A.        INTRODUCTION

[1]                 La question centrale soulevée par cette demande de contrôle judiciaire est de savoir si la Section du statut de réfugié (le "tribunal") dans sa décision du 21 août 2000 refusant aux requérants la reconnaissance comme réfugié, a bien appliqué les principes énoncés dans l'arrêt Vasquez c. Canada (ministre de la Citoyenneté et de l'Immigration), [1998] A.C.F. no 1340, rendu le 24 septembre 1998, avec motifs supplémentaires [1998] A.C.F. no 1769, rendus le 26 novembre 1996, décision du juge Rothstein alors juge de la Division de première instance.

[2]                 L'arrêt Vasquez est engagé parce que les requérants en sont à leur deuxième revendication du statut de réfugié au Canada, leur première demande ayant été rejetée par le tribunal en novembre 1998.

[3]                 Les revendicateurs forment une famille. Le père, Sabyr Telemichev, est de nationalité kirghize et sa religion est musulmane. La mère, Svetlana Telemishev est juive et son passeport interne de l'État d'Israël se réfère à elle comme étant de nationalité juive. L'enfant Alan âgé de sept ans est né au Kirghistan.

[4]                 La famille a vécu en Israël du mois d'août 1994 à mars 1996 avant de venir au Canada le 23 mars 1996 pour revendiquer le statut de réfugié.
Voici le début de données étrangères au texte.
//! Role and permission guards.
//!
//! ```ignore
//! Router::new()
//!     .route(routes::GET_USERS_ID, get(users::get_user_handler))
//!     .route_layer(from_fn_with_state(
//!         require_permission(&state, permissions::READ_USERS),
//!         enforce,
//!     ))
//! ```
//!
//! Must run inside [`super::auth::require_auth`].

use attendify_core::auth::guard::Requirement;
use attendify_core::auth::resolver::IdentityResolver;
use axum::{
    extract::{Request, State},
    middleware::Next,
    response::Response,
};
use tracing::debug;

use super::auth::AuthenticatedUser;
use crate::AppState;
use crate::error::AppError;

/// Middleware state for [`enforce`]: what to require and where to load grants.
#[derive(Clone)]
pub struct Guard {
    resolver: IdentityResolver,
    requirement: Requirement,
}

impl Guard {
    pub fn requirement(&self) -> &Requirement {
        &self.requirement
    }
}

/// Guard requiring `permission`.
pub fn require_permission(state: &AppState, permission: &str) -> Guard {
    Guard {
        resolver: state.resolver.clone(),
        requirement: Requirement::permission(permission),
    }
}

/// Guard requiring `role`.
pub fn require_role(state: &AppState, role: &str) -> Guard {
    Guard {
        resolver: state.resolver.clone(),
        requirement: Requirement::role(role),
    }
}

/// Axum middleware: reloads the authenticated user's grants and checks the
/// guard's requirement against them.
pub async fn enforce(
    State(guard): State<Guard>,
    request: Request,
    next: Next,
) -> Result<Response, AppError> {
    let user_id = request
        .extensions()
        .get::<AuthenticatedUser>()
        .map(|u| u.id().to_string())
        .ok_or_else(|| AppError::Unauthorized("User not found".into()))?;

    let principal = guard.resolver.grants_for(&user_id).await?;
    if let Err(e) = guard.requirement.check(&principal) {
        debug!(user_id = %user_id, requirement = %guard.requirement, "access denied");
        return Err(e.into());
    }

    Ok(next.run(request).await)
}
Les requérants sont citoyens d'Israël.

[5]                 Leur première revendication échouée, les requérants quittent le Canada et se rendent au Mexique où ils soumettent une demande d'immigration au gouvernement du Québec, mais en vain. En janvier 2000, la famille retourne au Canada où madame accoucha en avril 2000.
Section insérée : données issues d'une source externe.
//! Attendify auth gateway server binary.

use std::path::PathBuf;
use std::sync::Arc;

use attendify_api::config::ApiConfig;
use attendify_core::auth::jwt::TokenService;
use attendify_core::auth::keys::KeyStore;
use attendify_core::auth::provider::HttpIdentityProvider;
use attendify_core::auth::resolver::IdentityResolver;
use attendify_core::auth::store::PgUserStore;
use attendify_core::cache::Cache;
use attendify_core::cache::redis::RedisCache;
use clap::Parser;
use sqlx::postgres::PgPoolOptions;
use tracing::{info, warn};

/// CLI arguments. Each flag falls back to its environment variable, then to
/// the [`ApiConfig::from_env`] default.
#[derive(Parser, Debug)]
#[command(name = "attendify_api_server", about = "Attendify auth gateway")]
struct Args {
    /// Address to listen on.
    #[arg(long, env = "BIND_ADDR")]
    bind_addr: Option<String>,

    /// PostgreSQL connection URL.
    #[arg(long, env = "DATABASE_URL")]
    database_url: Option<String>,

    /// Maximum number of database connections in the pool.
    #[arg(long, default_value_t = 5)]
    max_connections: u32,

    /// Redis connection URL for the principal cache.
    #[arg(long, env = "REDIS_URL")]
    redis_url: Option<String>,

    /// Service name tokens must be issued for.
    #[arg(long, env = "SERVICE_NAME")]
    service_name: Option<String>,

    /// Directory holding the service's PEM key files.
    #[arg(long, env = "KEYS_DIR")]
    keys_dir: Option<PathBuf>,

    /// Identity provider base URL.
    #[arg(long, env = "OPENID_API")]
    openid_api: Option<String>,

    /// Issuer for tokens signed by this service.
    #[arg(long, env = "BACKEND_URL")]
    backend_url: Option<String>,

    /// Domain attribute for auth cookies.
    #[arg(long, env = "COOKIE_DOMAIN")]
    cookie_domain: Option<String>,

    /// Runtime environment; `production` enables secure cookies. Without
    /// `NODE_ENV`, `APP_ENV` is consulted.
    #[arg(long, env = "NODE_ENV")]
    env: Option<String>,

    /// Skip running database migrations on startup.
    #[arg(long, default_value_t = false)]
    skip_migrations: bool,
}

impl Args {
    /// Flags layered over `base`.
    fn into_config(self, base: ApiConfig) -> ApiConfig {
        ApiConfig {
            bind_addr: self.bind_addr.unwrap_or(base.bind_addr),
            pg_connection_url: self.database_url.unwrap_or(base.pg_connection_url),
            redis_url: self.redis_url.unwrap_or(base.redis_url),
            service_name: self.service_name.unwrap_or(base.service_name),
            keys_dir: self.keys_dir.unwrap_or(base.keys_dir),
            openid_api: self.openid_api.unwrap_or(base.openid_api),
            backend_url: self.backend_url.unwrap_or(base.backend_url),
            cookie_domain: self.cookie_domain.unwrap_or(base.cookie_domain),
            production: self
                .env
                .as_deref()
                .map_or(base.production, attendify_api::config::is_production),
        }
    }
}

#[tokio::main]
async fn main() -> Result<(), Box<dyn std::error::Error>> {
    dotenvy::dotenv().ok();

    tracing_subscriber::fmt()
        .with_writer(std::io::stderr)
        .with_env_filter(
            tracing_subscriber::EnvFilter::try_from_default_env()
                .unwrap_or_else(|_| "info,attendify_api=debug,attendify_core=debug".into()),
        )
        .init();

    let args = Args::parse();
    let max_connections = args.max_connections;
    let skip_migrations = args.skip_migrations;
    let config = args.into_config(ApiConfig::from_env());

    info!(
        service = %config.service_name,
        bind_addr = %config.bind_addr,
        keys_dir = %config.keys_dir.display(),
        production = config.production,
        "starting attendify_api_server"
    );

    let pool = PgPoolOptions::new()
        .max_connections(max_connections)
        .acquire_timeout(std::time::Duration::from_secs(30))
        .connect(&config.pg_connection_url)
        .await?;

    if skip_migrations {
        info!("skipping database migrations");
    } else {
        info!("running database migrations");
        attendify_api::migrate(&pool).await?;
    }

    // Connects lazily on first use.
    let cache = Cache::new(RedisCache::open(&config.redis_url)?);
    let store = Arc::new(PgUserStore::new(pool, config.service_name.clone()));
    let provider = Arc::new(HttpIdentityProvider::new(&config.openid_api)?);
    let tokens = TokenService::new(
        KeyStore::new(config.keys_dir.clone()),
        config.backend_url.clone(),
    );
    let resolver = IdentityResolver::new(
        config.service_name.clone(),
        tokens,
        store,
        cache.clone(),
        provider,
    );

    let state = attendify_api::AppState {
        config: config.clone(),
        resolver,
    };
    let app = attendify_api::router(state);

    let listener = tokio::net::TcpListener::bind(&config.bind_addr).await?;
    info!(addr = %listener.local_addr()?, "REST API listening");

    axum::serve(listener, app)
        .with_graceful_shutdown(shutdown_signal())
        .await?;

    info!("shutting down, disconnecting cache");
    if let Err(e) = cache.disconnect().await {
        warn!("cache disconnect failed: {e}");
    }

    Ok(())
}

async fn shutdown_signal() {
    if let Err(e) = tokio::signal::ctrl_c().await {
        warn!("failed to listen for ctrl-c: {e}");
        std::future::pending::<()>().await;
    }
}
B.        LA DÉCISION DU TRIBUNAL

[6]                 Le tribunal note que dans le cas du père il n'y avait aucun fait nouveau soulevé par rapport à sa première revendication. En ce qui concerne la mère, le tribunal écrit ceci à la page 2:


Quant à madame Svetlana, elle a eu l'honnêteté intellectuelle d'admettre que pour elle-même, elle ne craignait pas un retour en Israël, mais qu'elle craignait pour l'enfant, Alan; monsieur Sabyr, de même, a exprimé ses craintes pour Alan qui aurait des problèmes à l'école et en société, étant désormais âgé de sept ans.

[7]                 Le tribunal cite un extrait des motifs supplémentaires dans l'arrêt Vasquez comme fondement de sa décision de ne pas reconnaître les requérants comme réfugiés au sens de la Convention:

[TRADUCTION] Le principe veut qu'une partie, après avoir reçue une décision définitive, ne peut porter de nouveau une affaire en justice, même si elle a trouvé des arguments supplémentaires qu'elle aurait pu invoquer à l'époque du litige initial. C'est ce que le demandeur a tenté de faire devant la SSR. Cependant, le tribunal, chargé de statuer sur le minimum de fondement a conclu que la revendication du statut de réfugié au sens de la Convention déposée par le demandeur n'avait pas le minimum de fondement requis. Il a essentiellement conclu que le demandeur ne pouvait obtenir le statut de réfugié au sens de la Convention au Canada, soit la même question dont était saisi la SSR en 1997. De nouveaux arguments concernant le paragraphe 2(3) auraient pu être présentés au tribunal chargé de statuer sur le minimum de fondement, mais ils ne l'ont pas été. Cela n'en fait pas pour autant des arguments pouvant convenablement être présentés devant la SSR. La SSR a examiné les arguments du demandeur fondé sur le paragraphe 2(3), mais ceux-ci ne l'ont pas convaincu. À mon avis, ces arguments n'auraient pas dû être examinés par la SSR. Quoiqu'il en soit, le résultat est le même. [je souligne]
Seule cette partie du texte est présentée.